[[ Data supplied open ]]
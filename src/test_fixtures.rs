//! Test fixtures for project tree tests
//!
//! Builders for small trees and helpers to inspect them.

#![cfg(test)]

use std::cmp::Ordering;

use crate::config::SECTOR_SIZE;
use crate::probe::ProbeInfo;
use crate::tree::compare::by_name;
use crate::tree::sorting::ordered;
use crate::tree::{FileNode, NodeId, ProjectTree};

/// Add an empty folder named `name` below `parent`
pub fn add_dir(tree: &mut ProjectTree, parent: NodeId, name: &str) -> NodeId {
    let node = tree.new_empty_folder(name);
    tree.add(parent, node, by_name).expect("Failed to add directory");
    node
}

/// Add a probed file of exactly `sectors` sectors below `parent`
pub fn add_file(tree: &mut ProjectTree, parent: NodeId, name: &str, sectors: u64) -> NodeId {
    let info = ProbeInfo::file(sectors * SECTOR_SIZE, None);
    let node = tree
        .new_from_info(name, &info)
        .expect("Failed to create file");
    tree.add(parent, node, by_name).expect("Failed to add file");
    node
}

/// Names of the regular children of `parent`, in order
pub fn names(tree: &ProjectTree, parent: NodeId) -> Vec<String> {
    tree.children(parent)
        .expect("Unknown parent")
        .iter()
        .map(|&id| tree.node(id).expect("Dangling child").name().to_string())
        .collect()
}

pub fn sectors_of(tree: &ProjectTree, node: NodeId) -> u64 {
    tree.node(node).expect("Unknown node").sectors()
}

/// Root with files of 10, 20 and 30 sectors and two directories holding
/// one 5 sector file each; returns the tree and the two directories
pub fn build_scenario_a() -> (ProjectTree, Vec<NodeId>) {
    let mut tree = ProjectTree::new();
    let root = tree.root();
    add_file(&mut tree, root, "ten", 10);
    add_file(&mut tree, root, "twenty", 20);
    add_file(&mut tree, root, "thirty", 30);

    let dirs: Vec<NodeId> = ["dir1", "dir2"]
        .iter()
        .map(|name| {
            let dir = add_dir(&mut tree, root, name);
            add_file(&mut tree, dir, "five", 5);
            dir
        })
        .collect();

    (tree, dirs)
}

/// Check sizes, ordering and child links of every node below `top`
pub fn assert_consistent<F>(tree: &ProjectTree, top: NodeId, cmp: F)
where
    F: Fn(&FileNode, &FileNode) -> Ordering,
{
    for id in tree.descendants(top).expect("Unknown top") {
        let node = tree.node(id).expect("Dangling node");
        let children = node.children();

        for &child in children {
            assert_eq!(
                tree.node(child).expect("Dangling child").parent(),
                Some(id),
                "{} lists {} but is not its parent",
                id,
                child
            );
        }

        for pair in children.windows(2) {
            let a = tree.node(pair[0]).expect("Dangling child");
            let b = tree.node(pair[1]).expect("Dangling child");
            assert_ne!(
                ordered(&cmp, a, b),
                Ordering::Greater,
                "{:?} sorted before {:?}",
                a.name(),
                b.name()
            );
        }

        if !node.is_file() {
            let expected: u64 = children
                .iter()
                .filter_map(|&child| tree.get(child))
                .filter(|child| child.contributes_size())
                .map(|child| child.sectors())
                .sum();
            assert_eq!(node.sectors(), expected, "size of {:?}", node.name());
        }
    }
}
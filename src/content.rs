//! Backing content identities and the graft reverse index
//!
//! A content item (a source file or folder on the user's system) can back
//! several positions in the project tree. The registry keeps, for every
//! content item, the set of nodes grafted onto it.

use serde::{Deserialize, Serialize};
use std::collections::{HashMap, HashSet};

use crate::tree::NodeId;

/// Identity of a backing content item
#[derive(Debug, Clone, PartialEq, Eq, Hash, PartialOrd, Ord, Serialize, Deserialize)]
pub struct ContentId(pub String);

impl ContentId {
    /// Content identified by its source URI
    pub fn from_uri(uri: impl Into<String>) -> Self {
        ContentId(uri.into())
    }

    /// Content without a source location (e.g. a folder created in the project)
    pub fn new_unique() -> Self {
        ContentId(format!("virtual:{}", uuid::Uuid::new_v4()))
    }

    /// Check if this content has no source location
    pub fn is_virtual(&self) -> bool {
        self.0.starts_with("virtual:")
    }

    pub fn as_str(&self) -> &str {
        &self.0
    }
}

impl std::fmt::Display for ContentId {
    fn fmt(&self, f: &mut std::fmt::Formatter<'_>) -> std::fmt::Result {
        write!(f, "{}", self.0)
    }
}

/// Reverse index from content to the nodes grafted onto it
#[derive(Debug, Default)]
pub struct ContentRegistry {
    grafts: HashMap<ContentId, HashSet<NodeId>>,
}

impl ContentRegistry {
    pub fn new() -> Self {
        Self::default()
    }

    pub(crate) fn attach(&mut self, content: &ContentId, node: NodeId) {
        self.grafts.entry(content.clone()).or_default().insert(node);
    }

    /// Remove `node` from `content`'s set, dropping the entry once empty
    pub(crate) fn detach(&mut self, content: &ContentId, node: NodeId) {
        if let Some(nodes) = self.grafts.get_mut(content) {
            nodes.remove(&node);
            if nodes.is_empty() {
                self.grafts.remove(content);
            }
        }
    }

    /// Nodes grafted onto `content`, in no particular order
    pub fn nodes_for(&self, content: &ContentId) -> Vec<NodeId> {
        self.grafts
            .get(content)
            .map(|nodes| nodes.iter().copied().collect())
            .unwrap_or_default()
    }

    pub fn contains(&self, content: &ContentId) -> bool {
        self.grafts.contains_key(content)
    }

    /// Number of content items with at least one graft
    pub fn len(&self) -> usize {
        self.grafts.len()
    }

    pub fn is_empty(&self) -> bool {
        self.grafts.is_empty()
    }

    pub(crate) fn clear(&mut self) {
        self.grafts.clear();
    }
}
//! Disc Project Tree
//!
//! The file tree behind a CD/DVD data project: what will be written to the
//! disc, under which names, how big it is, and which parts come from a
//! previous session.
//!
//! ```
//! use disc_project_tree::probe::ProbeInfo;
//! use disc_project_tree::tree::{compare, ProjectTree};
//!
//! let mut tree = ProjectTree::new();
//! let root = tree.root();
//! let docs = tree.new_empty_folder("docs");
//! tree.add(root, docs, compare::by_name).unwrap();
//!
//! let file = tree.new_from_info("notes.txt", &ProbeInfo::file(5000, None)).unwrap();
//! tree.add(docs, file, compare::by_name).unwrap();
//!
//! assert_eq!(tree.path_of(file).unwrap(), "/docs/notes.txt");
//! assert_eq!(tree.node(root).unwrap().sectors(), 3);
//! assert_eq!(tree.stats().children, 1);
//! ```

pub mod config;
pub mod content;
pub mod error;
pub mod logging;
pub mod probe;
pub mod tree;

#[cfg(test)]
mod test_fixtures;

pub use config::TreeConfig;
pub use content::{ContentId, ContentRegistry};
pub use error::{Result, TreeError};
pub use probe::{ProbeInfo, ProbeKind, ProbeOutcome, ProbeResult};
pub use tree::{FileNode, NodeId, NodeKind, ProjectTree, Reordering, TreeStats};
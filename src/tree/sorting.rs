//! Sorted sibling lists
//!
//! Children of a directory are kept ordered by a caller-supplied comparator,
//! with hidden nodes always after visible ones. Reordering operations return
//! a [`Reordering`] so a view can move rows instead of reloading the list.

use std::cmp::Ordering;

use crate::error::{Result, TreeError};

use super::node::{FileNode, NodeId};
use super::project::ProjectTree;

/// Result of a reorder: `new_order[i]` is the old index of the child now
/// at position `offset + i`
#[derive(Debug, Clone, Default, PartialEq, Eq)]
pub struct Reordering {
    pub offset: usize,
    pub new_order: Vec<usize>,
}

impl Reordering {
    /// No child moved
    pub fn none() -> Self {
        Self::default()
    }

    pub fn is_empty(&self) -> bool {
        self.new_order.is_empty()
    }

    pub fn len(&self) -> usize {
        self.new_order.len()
    }

    /// Old index of the child now at `new_index`, if it lies in the span
    pub fn old_index(&self, new_index: usize) -> Option<usize> {
        new_index
            .checked_sub(self.offset)
            .and_then(|i| self.new_order.get(i).copied())
    }

    /// Whether any entry actually changed position
    pub fn is_identity(&self) -> bool {
        self.new_order
            .iter()
            .enumerate()
            .all(|(i, &old)| old == self.offset + i)
    }
}

/// Apply the hidden-last rule on top of `cmp`
pub(crate) fn ordered<F>(cmp: &F, a: &FileNode, b: &FileNode) -> Ordering
where
    F: Fn(&FileNode, &FileNode) -> Ordering,
{
    match (a.is_hidden(), b.is_hidden()) {
        (false, true) => Ordering::Less,
        (true, false) => Ordering::Greater,
        _ => cmp(a, b),
    }
}

impl ProjectTree {
    /// Run `f` on the regular child list of `parent`
    pub(crate) fn with_children<R>(
        &mut self,
        parent: NodeId,
        f: impl FnOnce(&Self, &mut Vec<NodeId>) -> R,
    ) -> Result<R> {
        let mut children = {
            let node = self.node_mut(parent)?;
            std::mem::take(
                node.children_mut()
                    .ok_or(TreeError::NotADirectory(parent))?,
            )
        };

        let result = f(self, &mut children);

        if let Some(slot) = self.get_mut(parent).and_then(|n| n.children_mut()) {
            *slot = children;
        }
        Ok(result)
    }

    /// First position in `children[start..]` where `node` sorts strictly
    /// before the child, so equal keys keep insertion order
    fn insert_position<F>(
        &self,
        children: &[NodeId],
        start: usize,
        node: &FileNode,
        cmp: &F,
    ) -> usize
    where
        F: Fn(&FileNode, &FileNode) -> Ordering,
    {
        children[start..]
            .iter()
            .position(|&child| {
                self.get(child)
                    .is_some_and(|child| ordered(cmp, node, child) == Ordering::Less)
            })
            .map(|i| start + i)
            .unwrap_or(children.len())
    }

    /// Insert `node` into the sorted child list of `parent`; returns its index
    pub(crate) fn insert_sorted<F>(
        &mut self,
        parent: NodeId,
        node: NodeId,
        cmp: &F,
    ) -> Result<usize>
    where
        F: Fn(&FileNode, &FileNode) -> Ordering,
    {
        let inserted = self.node(node)?.clone();
        self.with_children(parent, |tree, children| {
            let pos = tree.insert_position(children, 0, &inserted, cmp);
            children.insert(pos, node);
            pos
        })
    }

    /// Move `node` to its sorted position after its sort key changed
    ///
    /// Only `node` is relocated; the rest of the list is assumed sorted.
    /// Returns an empty [`Reordering`] when the node is already in place.
    pub fn need_resort<F>(&mut self, node: NodeId, cmp: F) -> Result<Reordering>
    where
        F: Fn(&FileNode, &FileNode) -> Ordering,
    {
        let moved = self.node(node)?.clone();
        let Some(parent) = moved.parent else {
            return Ok(Reordering::none());
        };
        if !self.node(parent)?.children().contains(&node) {
            // Archived in an import record, not part of the visible order
            return Ok(Reordering::none());
        }

        let reordering = self.with_children(parent, |tree, children| {
            let Some(old) = children.iter().position(|&c| c == node) else {
                return Reordering::none();
            };

            let prev = old
                .checked_sub(1)
                .and_then(|i| tree.get(children[i]));
            let next = children.get(old + 1).and_then(|&c| tree.get(c));

            if prev.is_some_and(|prev| ordered(&cmp, prev, &moved) == Ordering::Greater) {
                children.remove(old);
                let new = tree.insert_position(&children[..old], 0, &moved, &cmp);
                children.insert(new, node);

                Reordering {
                    offset: new,
                    new_order: std::iter::once(old).chain(new..old).collect(),
                }
            } else if next.is_some_and(|next| ordered(&cmp, &moved, next) == Ordering::Greater) {
                children.remove(old);
                let new = tree.insert_position(children, old, &moved, &cmp);
                children.insert(new, node);

                Reordering {
                    offset: old,
                    new_order: (old + 1..=new).chain(std::iter::once(old)).collect(),
                }
            } else {
                Reordering::none()
            }
        })?;

        if !reordering.is_empty() {
            log::trace!(
                "Resorted {} within {}: {:?}",
                node,
                parent,
                reordering.new_order
            );
        }
        Ok(reordering)
    }

    /// Re-sort every child of `parent` with `cmp`
    ///
    /// Stable, so siblings with equal keys keep their relative order. The
    /// returned reordering covers the whole child list.
    pub fn sort_children<F>(&mut self, parent: NodeId, cmp: F) -> Result<Reordering>
    where
        F: Fn(&FileNode, &FileNode) -> Ordering,
    {
        self.with_children(parent, |tree, children| {
            let mut new_order: Vec<usize> = (0..children.len()).collect();
            new_order.sort_by(|&a, &b| match (tree.get(children[a]), tree.get(children[b])) {
                (Some(a), Some(b)) => ordered(&cmp, a, b),
                _ => Ordering::Equal,
            });

            let sorted: Vec<NodeId> = new_order.iter().map(|&i| children[i]).collect();
            *children = sorted;

            Reordering {
                offset: 0,
                new_order,
            }
        })
    }

    /// Reverse the order of the children of `parent`
    ///
    /// Directories stay before files: each segment is reversed on its own.
    /// Hidden nodes keep their place at the end.
    pub fn reverse_children(&mut self, parent: NodeId) -> Result<Reordering> {
        self.with_children(parent, |tree, children| {
            let visible = |i: &usize| tree.get(children[*i]).is_some_and(|n| !n.is_hidden());
            let is_file = |i: &usize| tree.get(children[*i]).is_some_and(|n| n.is_file());

            let dirs = (0..children.len())
                .rev()
                .filter(|i| visible(i) && !is_file(i));
            let files = (0..children.len())
                .rev()
                .filter(|i| visible(i) && is_file(i));
            let hidden = (0..children.len()).filter(|i| !visible(i));

            let new_order: Vec<usize> = dirs.chain(files).chain(hidden).collect();
            let reversed: Vec<NodeId> = new_order.iter().map(|&i| children[i]).collect();
            *children = reversed;

            Reordering {
                offset: 0,
                new_order,
            }
        })
    }
}
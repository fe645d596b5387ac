//! Annotation comment grammar.
//!
//! ```text
//! line      := {separator} section+
//! section   := "@" identity (value | option)*
//! option    := identity "=" identity
//! value     := identity                  ; first bare identity only
//! identity  := quoted | bareword
//! separator := '#' | ';' | ' '
//! ```

pub mod lexer;
mod section;

pub use section::{Section, SectionOption, parse_comment, parse_line};
//! Tokenizer for one line of annotation comment text.
//!
//! An identity is either a quoted span (`'...'`, `"..."` or `` `...` ``) or a
//! bare run of characters other than `;`, `=` and whitespace. Each identity
//! comes back with the byte that terminated it so the section parser can tell
//! keys (`=` follows) from bare values and flags.

/// What ended an identity.
#[derive(Debug, Clone, Copy, PartialEq, Eq)]
pub enum Terminator {
    /// `;`
    Semicolon,
    /// `=`
    Equals,
    /// Space or tab.
    Space,
    /// Closing quote of a quoted span.
    Quote,
    /// End of input.
    End,
}

/// One identity read from the line.
#[derive(Debug, Clone, PartialEq, Eq)]
pub struct Token {
    /// Token text; quotes are stripped and escaped delimiters unescaped.
    pub text: String,
    /// `true` when the token was a quoted span.
    pub quoted: bool,
    pub terminator: Terminator,
    /// Byte offset of the first byte of the token (the opening quote for
    /// quoted spans).
    pub start: usize,
}

impl Token {
    /// Returns `true` for an unquoted `@keyword` section marker.
    pub fn is_section_marker(&self) -> bool {
        !self.quoted && self.text.starts_with('@')
    }
}

/// Byte-level scanner over one comment line.
///
/// Every delimiter is ASCII, so byte offsets handed out always fall on UTF-8
/// character boundaries.
#[derive(Debug)]
pub struct Lexer<'a> {
    line: &'a str,
    pos: usize,
}

impl<'a> Lexer<'a> {
    pub fn new(line: &'a str) -> Self {
        Self { line, pos: 0 }
    }

    /// Current byte offset.
    pub fn pos(&self) -> usize {
        self.pos
    }

    /// Skips leading comment noise: `#`, `;` and whitespace.
    pub fn skip_separators(&mut self) {
        while let Some(&b) = self.line.as_bytes().get(self.pos) {
            if !matches!(b, b'#' | b';' | b' ' | b'\t') {
                break;
            }
            self.pos += 1;
        }
    }

    /// Reads the next non-empty identity, skipping empty ones produced by
    /// runs of separators. Returns `None` once the line is exhausted.
    pub fn next_identity(&mut self) -> Option<Token> {
        loop {
            let token = self.next_raw()?;
            if !token.text.is_empty() {
                return Some(token);
            }
            if token.terminator == Terminator::End {
                return None;
            }
        }
    }

    /// Reads the next identity, which may be empty (`key=` or `key=""`).
    ///
    /// Returns `None` only when the scanner already sits at the end of the
    /// line.
    pub fn next_raw(&mut self) -> Option<Token> {
        let bytes = self.line.as_bytes();
        if self.pos >= bytes.len() {
            return None;
        }

        let mut start = self.pos;
        let mut token_start = self.pos;
        let mut started = false;
        let mut quote: Option<u8> = None;

        while let Some(&b) = bytes.get(self.pos) {
            self.pos += 1;
            match b {
                b'\'' | b'"' | b'`' if !started => {
                    started = true;
                    quote = Some(b);
                    token_start = self.pos - 1;
                    start = self.pos;
                }
                b'\'' | b'"' | b'`' if quote == Some(b) => {
                    let escaped = self.pos >= 2 + start && bytes[self.pos - 2] == b'\\';
                    if escaped {
                        continue;
                    }
                    return Some(Token {
                        text: unescape(&self.line[start..self.pos - 1], b),
                        quoted: true,
                        terminator: Terminator::Quote,
                        start: token_start,
                    });
                }
                b';' | b'=' if quote.is_none() => {
                    return Some(Token {
                        text: self.line[start..self.pos - 1].to_string(),
                        quoted: false,
                        terminator: if b == b';' {
                            Terminator::Semicolon
                        } else {
                            Terminator::Equals
                        },
                        start: token_start,
                    });
                }
                b' ' | b'\t' if quote.is_none() => {
                    if started {
                        return Some(Token {
                            text: self.line[start..self.pos - 1].to_string(),
                            quoted: false,
                            terminator: Terminator::Space,
                            start: token_start,
                        });
                    }
                    start = self.pos;
                    token_start = self.pos;
                }
                _ => {
                    if !started {
                        started = true;
                        start = self.pos - 1;
                        token_start = start;
                    }
                }
            }
        }

        // Unterminated quote: everything after the opening quote.
        let text = match quote {
            Some(q) => unescape(&self.line[start..], q),
            None if started => self.line[start..].to_string(),
            None => String::new(),
        };
        Some(Token {
            text,
            quoted: quote.is_some(),
            terminator: Terminator::End,
            start: token_start,
        })
    }
}

/// Only the delimiter of the enclosing span is unescaped; other backslashes
/// are kept as written.
fn unescape(text: &str, quote: u8) -> String {
    let quote = char::from(quote);
    text.replace(&format!("\\{quote}"), &quote.to_string())
}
[[ Data supplied closed ]]
Exercise requirements: All lines with the word "source" must be located in the data and copied.

Result of this task:
//! A content item (a source file or folder on the user's system) can back
    /// Content identified by its source URI
    /// Content without a source location (e.g. a folder created in the project)
    /// Check if this content has no source location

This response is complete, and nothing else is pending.